Bismarck made attempts to recover his mechanism of control but by it's final collapse in 1887 Bismarck's career was nearing it's end and soon Kaiser Wilhelm II ascended to the throne. The two infamously did not get along and Wilhelm's romanticized perspective to Austria being kindred spirits while the Russians were a threat soured any prospects of rekindling their mutual alliance. Germany in response founded the Dual Alliance with Austria-Hungary which turned into the Triple Alliance of Germany-Austria-Hungary-Italy shortly before the 1st world war.

After Bismarck was dismissed what he had feared materialized with France and Russia soon becoming heavily aligned and allied against Germany. While the Germans were left with their closest culturally but weakest possible ally among the great powers in Austria-Hungary. Wilhelm would interact with the Habsburgs quite often but actually did not get along well at all.

The two ruler personalities, Franz Joseph and Wilhelm II were separated by conspicuous differences in age: Wilhelm belonged to a younger generation; he was almost the same age as Franz Joseph’s son Crown Prince Rudolf, with whom Wilhelm was often compared. The friendship between the two princes was much propagandized, purporting to reflect the political rapprochement between the two empires. But in truth their relationship was characterized by glaring differences of opinion and chilly feelings of rivalry, which was to escalate dramatically when Wilhelm came to power in 1888, while Rudolf had persevere in his waiting position.

Wilhelm had an extremely reactionary understanding of monarchic rule, while Rudolf was an advocate of liberal ideas. The Hohenzollern prince was the epitome of Prussiandom: militarist and snappish, pompous and German-nationalistic with an obtrusively chauvinist vein, he acted out of a position of bullying strength. Wilhelm’s arrogance reflected the self-assurance of Germany as the new foremost power in Central Europe; this was seen by the Habsburg Monarchy as a threat, its self-image shattered after the painful defeat in the process of German Unification. Vienna reacted with a mixture of adulation and stubborn insistence on the venerable traditions of Habsburg rule. Particularly German-nationalist circles saw their “true” ruler in Wilhelm, and when the new German emperor visited Austria in October 1888 to celebrate his accession, the Austrian authorities had their work cut out for them to curb the ovations so as to avoid embarrassing scenes for Franz Joseph.
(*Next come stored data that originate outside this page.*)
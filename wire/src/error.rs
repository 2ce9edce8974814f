//! Failure taxonomy for backend calls.
//!
//! DESIGN
//! ======
//! Errors are cloneable and comparable so they can sit inside panel state
//! and be asserted on in tests. Payloads are plain strings rather than the
//! underlying transport errors for the same reason.

#[cfg(test)]
#[path = "error_test.rs"]
mod error_test;

/// Error returned by every [`crate::ApiClient`] call.
#[derive(Clone, Debug, PartialEq, Eq, thiserror::Error)]
pub enum ApiError {
    /// The request could not be encoded, sent, or timed out.
    #[error("network error: {0}")]
    Network(String),
    /// The backend answered with a non-success status code.
    #[error("backend returned HTTP {status}")]
    Backend { status: u16, body: String },
    /// The body did not parse as the expected shape.
    #[error("malformed response: {0}")]
    MalformedResponse(String),
}

/// Discriminant of [`ApiError`] without its payload.
#[derive(Clone, Copy, Debug, PartialEq, Eq)]
pub enum ErrorKind {
    Network,
    Backend,
    MalformedResponse,
}

impl ApiError {
    #[must_use]
    pub fn kind(&self) -> ErrorKind {
        match self {
            Self::Network(_) => ErrorKind::Network,
            Self::Backend { .. } => ErrorKind::Backend,
            Self::MalformedResponse(_) => ErrorKind::MalformedResponse,
        }
    }

    /// Short message suitable for rendering inside a failed panel.
    #[must_use]
    pub fn user_message(&self) -> String {
        match self {
            Self::Network(_) => "Could not reach the server. Check your connection and try again.".to_owned(),
            Self::Backend { status, .. } => format!("The server returned an error (HTTP {status})."),
            Self::MalformedResponse(_) => "The server sent a response we could not read.".to_owned(),
        }
    }
}
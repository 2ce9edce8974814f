//! Progress tracker: completed lesson count, rank, and the intro lesson.

use leptos::prelude::*;

use crate::state::auth::AuthState;
use crate::state::progress::{ProgressPanel, SIGN_IN_PROMPT};

#[component]
pub fn ProgressSection() -> impl IntoView {
    let auth = expect_context::<RwSignal<AuthState>>();
    let panel = RwSignal::new(ProgressPanel::default());

    #[cfg(feature = "hydrate")]
    Effect::new(move || {
        let session = auth.with(|a| a.user.clone());
        leptos::task::spawn_local(async move {
            crate::net::flows::load_progress(&panel, session.as_ref(), &crate::net::api::backend()).await;
        });
    });

    let on_complete = move |_| {
        #[cfg(feature = "hydrate")]
        leptos::task::spawn_local(async move {
            let session = auth.get_untracked().user;
            crate::net::flows::complete_intro(&panel, session.as_ref(), &crate::net::api::backend()).await;
        });
    };

    view! {
        <h2 class="section__title">"Your Progress"</h2>
        <Show
            when=move || auth.with(AuthState::is_signed_in)
            fallback=|| view! { <p class="prompt">{SIGN_IN_PROMPT}</p> }
        >
            <div class="card progress">
                <p class="progress__stat">{move || panel.with(ProgressPanel::completed_label)}</p>
                <p class="progress__stat">{move || panel.with(ProgressPanel::rank_label)}</p>
                <button
                    class="btn btn--success"
                    disabled=move || panel.with(|p| p.update.is_pending())
                    on:click=on_complete
                >
                    "Mark Intro Complete"
                </button>
                <p class="status">{move || panel.with(ProgressPanel::error_message).unwrap_or_default()}</p>
            </div>
        </Show>
    }
}
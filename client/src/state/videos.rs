//! Curated video catalog panel.

#[cfg(test)]
#[path = "videos_test.rs"]
mod videos_test;

use wire::{Channel, VideoCatalog};

use super::panel::{Panel, PanelState};

#[derive(Clone, Debug, Default, PartialEq)]
pub struct VideosPanel {
    pub catalog: Panel<VideoCatalog>,
}

impl VideosPanel {
    /// Channels to render; empty until the catalog loads.
    #[must_use]
    pub fn channels(&self) -> &[Channel] {
        self.catalog.value().map(|catalog| catalog.channels.as_slice()).unwrap_or_default()
    }

    /// Placeholder shown instead of the channel grid, if any.
    #[must_use]
    pub fn placeholder(&self) -> Option<String> {
        match self.catalog.state() {
            PanelState::Idle | PanelState::Pending => Some("Loading...".to_owned()),
            PanelState::Failed(error) => Some(error.user_message()),
            PanelState::Loaded(_) => None,
        }
    }
}
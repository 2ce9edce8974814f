//! Shared wire model for the learning backend's JSON API.
//!
//! This crate owns the request/response shapes used by both `client` and
//! `cli`, the endpoint table, the error taxonomy, and the [`Transport`] seam
//! that lets each consumer plug in its own HTTP stack (`gloo-net` in the
//! browser, `reqwest` natively). It performs no I/O itself.

pub mod api;
pub mod endpoint;
pub mod error;
pub mod transport;
pub mod types;

pub use api::ApiClient;
pub use endpoint::{ApiRequest, Method};
pub use error::{ApiError, ErrorKind};
pub use transport::{RawResponse, Transport};
pub use types::*;

/// Backend origin used when no override is configured.
pub const DEFAULT_BACKEND_URL: &str = "http://localhost:8000";
//! Single-page shell: header, the active section, and the footer.
//!
//! SYSTEM CONTEXT
//! ==============
//! Only the selected section is mounted. Switching sections disposes the
//! previous section's reactive owner, which drops its panel signals, so a
//! response that lands afterwards finds no panel and is ignored.

#[cfg(test)]
#[path = "home_test.rs"]
mod home_test;

use leptos::prelude::*;

use crate::components::auth_card::AuthCard;
use crate::components::convert_section::ConvertSection;
use crate::components::header::Header;
use crate::components::hero::Hero;
use crate::components::mentor_section::MentorSection;
use crate::components::notes_section::NotesSection;
use crate::components::progress_section::ProgressSection;
use crate::components::videos_section::VideosSection;
use crate::state::ui::{Section, UiState};

#[component]
pub fn HomePage() -> impl IntoView {
    let ui = expect_context::<RwSignal<UiState>>();
    let section = Memo::new(move |_| ui.with(|u| u.section));

    view! {
        <div class="app">
            <Header/>
            {move || section_view(section.get())}
            <footer class="footer">"Built for learners • Uses your backend for data and AI helpers"</footer>
        </div>
    }
}

fn section_view(section: Section) -> impl IntoView {
    let body = match section {
        Section::Home => view! {
            <Hero/>
            <AuthCard/>
        }
        .into_any(),
        Section::Videos => view! { <VideosSection/> }.into_any(),
        Section::Notes => view! { <NotesSection/> }.into_any(),
        Section::Mentor => view! { <MentorSection/> }.into_any(),
        Section::Convert => view! { <ConvertSection/> }.into_any(),
        Section::Progress => view! { <ProgressSection/> }.into_any(),
    };
    view! { <main class=section.root_class()>{body}</main> }
}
Wilhelm’s relationship to Archduke Franz Ferdinand was distinctly better: the two men were closer in ideology and occasionally developed a real sympathy for each other, mostly thanks to Wilhelm’s gentlemanly behavior to the wife of the Austrian successor to the throne, who was not of the social rank regarded as befitting to marry a member of the Imperial House. When the German Kaiser was the first monarch to invite Sophie expressly to a state visit – until then she had never made an official appearance – the ice was broken, and Franz Ferdinand felt obliged to feel grateful towards Wilhelm, despite certain political differences.

His relationship to Austria-Hungary, Germany’s closest ally based on the Dual Alliance of 1879, was burdened by his lack of understanding for the difficult problems of the heterogeneous multi-ethnic State. Wilhelm did not mince his words when judging the situation in the dual monarchy. The German Kaiser openly criticized the military and political weakness of his ally and believed in general he had diagnosed its malady in the “sloppiness typical of the country.”

Anyway the best way to characterize it is the old adage "You can choose your friends but you can't choose your family." and this applied best to Austria-Hungary and Germany. The German nobility of both nations felt a kinship in nationalism that no other powers had, this ensured Germany would work with Austria following Bismarck's resignation to the end of the German and Austro-Hungarian Empire's themselves.